Vermont’s response to the COVID-19 pandemic was widely recognized, and in March 2020, the Vermont Historical Society began documenting the outbreak. With a grant from the Institute of Museum and Library Services [Grant Number MA-251676-OMS-22], launched Collecting COVID-19: A Vermont Story, to collect, document, and preserve the impact that COVID-19 had on the state. This grant supported the hiring of four field interviewers who conducted more than 100 interviews from a wide range of Vermonters. The project also included a crowdsourced archive of photographs, data, and items related to Vermonters’ experiences during the pandemic.
This book will be accompanied by a narrative podcast, and the items and oral histories collected during the project will be made available to scholars and the general public through an online archive, details of which will be announced in the coming months.
Here's the book's description:
In March 2020 the spread of COVID-19 prompted Vermont state officials to order a two-week lockdown to attempt to slow the spread of the illness. It was the start of a years-long response to the global pandemic that upended the world.
Vermont’s response to the pandemic was widely recognized, and realizing the significance of the outbreak, the Vermont Historical Society began documenting it through a series of oral histories from state officials, doctors, first responders, and ordinary citizens, in addition to collecting hundreds of photographs, data, and items related to Vermonters’ experiences during the pandemic.
Life Became Very Blurry: An Oral History of COVID-19 In Vermont builds on that project. Edited by bestselling author and Pulitzer Prize finalist Garrett M. Graff, it compiles those oral histories into a comprehensive narrative of the pandemic in Vermont from the first lockdowns in March 2020 through the tumultuous years that followed.
The book is edited by bestselling Vermont author and Pulitzer Prize finalist Garrett M. Graff. Graff has spent two decades covering politics, technology, and national security. Today, he’s a columnist for The Washington Post, serves as the director of cyber initiatives at the Aspen Institute, and hosts the history podcast, Long Shadow, which received a 2024 Edward R. Murrow Award.

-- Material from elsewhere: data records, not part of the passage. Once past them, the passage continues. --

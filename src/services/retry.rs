//! What the worker does with a notification the completion handler rejected.

use std::time::Duration;

use super::completion::PipelineError;

#[derive(Debug, Clone, PartialEq, Eq)]
pub enum RetryDecision {
    /// Deliver the notification again once `delay` has passed.
    Retry { delay: Duration },
    /// Transient failure with no attempts left: record the job as FAILED.
    Abandon,
    /// Permanent failure: acknowledge and drop.
    Drop,
}

/// Exponential backoff bounded by `max_delay`, over at most `max_attempts` deliveries.
#[derive(Debug, Clone)]
pub struct RetryPolicy {
    pub max_attempts: u32,
    pub base_delay: Duration,
    pub max_delay: Duration,
}

impl RetryPolicy {
    pub fn new(max_attempts: u32, base_delay: Duration, max_delay: Duration) -> Self {
        Self {
            max_attempts: max_attempts.max(1),
            base_delay,
            max_delay,
        }
    }

    /// Delay before the delivery following failed `attempt` (1-based).
    pub fn backoff(&self, attempt: u32) -> Duration {
        let exponent = attempt.saturating_sub(1).min(16);
        self.base_delay
            .saturating_mul(1u32 << exponent)
            .min(self.max_delay)
    }

    pub fn decide(&self, error: &PipelineError, attempt: u32) -> RetryDecision {
        if !error.is_transient() {
            return RetryDecision::Drop;
        }
        if attempt < self.max_attempts {
            RetryDecision::Retry {
                delay: self.backoff(attempt),
            }
        } else {
            RetryDecision::Abandon
        }
    }
}
use serde::Deserialize;

#[derive(Debug, Deserialize)]
pub struct AppConfig {
    /// Server bind address (e.g., "0.0.0.0:3000"). Optional for worker processes.
    #[serde(default = "default_bind_addr")]
    pub bind_addr: String,

    /// PostgreSQL connection string
    pub database_url: String,

    /// Redis connection string for the notification queue
    pub redis_url: String,

    /// Bucket holding the source images and the OCR output
    pub s3_bucket: String,

    #[serde(default = "default_region")]
    pub s3_region: String,

    /// S3 endpoint URL (e.g., "https://s3.us-east-1.amazonaws.com")
    pub s3_endpoint: String,

    pub s3_access_key: String,

    pub s3_secret_key: String,

    /// Base URL of the OCR service that starts asynchronous text detection jobs
    pub ocr_endpoint: String,

    pub ocr_api_token: String,

    /// Topic the OCR service publishes completion notifications to
    pub ocr_notification_topic: String,

    /// Role the OCR service assumes to publish to the topic
    pub ocr_notification_role: String,

    /// Key prefix the OCR service writes raw output under
    #[serde(default = "default_output_prefix")]
    pub output_prefix: String,

    /// Base URL of the sensitive-data classification service
    pub classification_endpoint: String,

    pub classification_api_token: String,

    /// Account that owns the scanned bucket
    pub account_id: String,

    /// Custom data identifiers attached to every classification job (comma separated)
    #[serde(default)]
    pub custom_data_identifier_ids: String,

    /// Seconds between idle-time batch gate evaluations in the worker
    #[serde(default = "default_sweep_interval")]
    pub scan_sweep_interval_secs: u64,

    /// Deliveries of one notification before its job is recorded as FAILED
    #[serde(default = "default_max_attempts")]
    pub max_notification_attempts: u32,

    /// Delay before the first redelivery; doubles on every further attempt
    #[serde(default = "default_retry_base_delay")]
    pub retry_base_delay_secs: u64,

    #[serde(default = "default_retry_max_delay")]
    pub retry_max_delay_secs: u64,

    /// Address of the worker's Prometheus scrape listener
    #[serde(default = "default_worker_metrics_addr")]
    pub worker_metrics_addr: String,
}

fn default_bind_addr() -> String {
    "0.0.0.0:3000".to_string()
}

fn default_region() -> String {
    "us-east-1".to_string()
}

fn default_output_prefix() -> String {
    "textract-output".to_string()
}

fn default_sweep_interval() -> u64 {
    300
}

fn default_max_attempts() -> u32 {
    3
}

fn default_retry_base_delay() -> u64 {
    15
}

fn default_retry_max_delay() -> u64 {
    600
}

fn default_worker_metrics_addr() -> String {
    "0.0.0.0:9091".to_string()
}

impl AppConfig {
    pub fn from_env() -> Result<Self, envy::Error> {
        dotenvy::dotenv().ok();
        envy::from_env()
    }

    /// Parsed `custom_data_identifier_ids`, blanks dropped.
    pub fn custom_data_identifiers(&self) -> Vec<String> {
        self.custom_data_identifier_ids
            .split(',')
            .map(str::trim)
            .filter(|id| !id.is_empty())
            .map(String::from)
            .collect()
    }
}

The former editor of POLITICO Magazine and a longtime contributor to WIRED and CNN, he’s written for publications like Esquire, Rolling Stone, Vanity Fair, and Foreign Affairs, and authored nine books—including the #1 national bestseller The Only Plane in the Sky: An Oral History of 9/11 and the award-winning When the Sea Came Alive: An Oral History of D-Day. His New York Times bestseller Watergate: A New History was a finalist in 2023 for the Pulitzer Prize in History. The third generation of Vermont writers in his family, Graff graduated from Montpelier High School, was married in Barnard, and now lives in Burlington. You can read an interview with Garrett M. Graff here.
VHS Executive Director Steve Perkins says “VHS’s role is to tell our state's story. Since history is ongoing, it often means collecting and preserving stories in real time. VHS has become adept in role and this book is an example of immediate history-making that will stand the test of time.”
“Garrett Graff has read the more than 100 interviews conducted by VHS about Vermont’s response to the Covid-19 pandemic” says Alan Berolzheimer, VHS Managing Editor. “He has skillfully distilled and excerpted them into 14 thematic chapters that vividly illustrate Vermonters’ experiences of the pandemic.”
“One of the defining characteristics of the pandemic is that there is no single overarching experience of the pandemic,” says Graff, “but seeing the microcosm that was the pandemic across Vermont helps us better understand what we each individually and collectively lived through in 2020 and 2021."
It will be sold through the Vermont Historical Society’s bookstore, bookstores across Vermont, and will be available as an eBook through various online platforms.
Preorders for the book are now open. Life Became Very Blurry will be released on March 25th, 2025 as a trade paperback and will retail for $24.95. We'll begin shipping preorders about a week prior to release date. VHS will hold a book launch at Bear Pond Books in Montpelier on Thursday, March 27th at 7:00PM.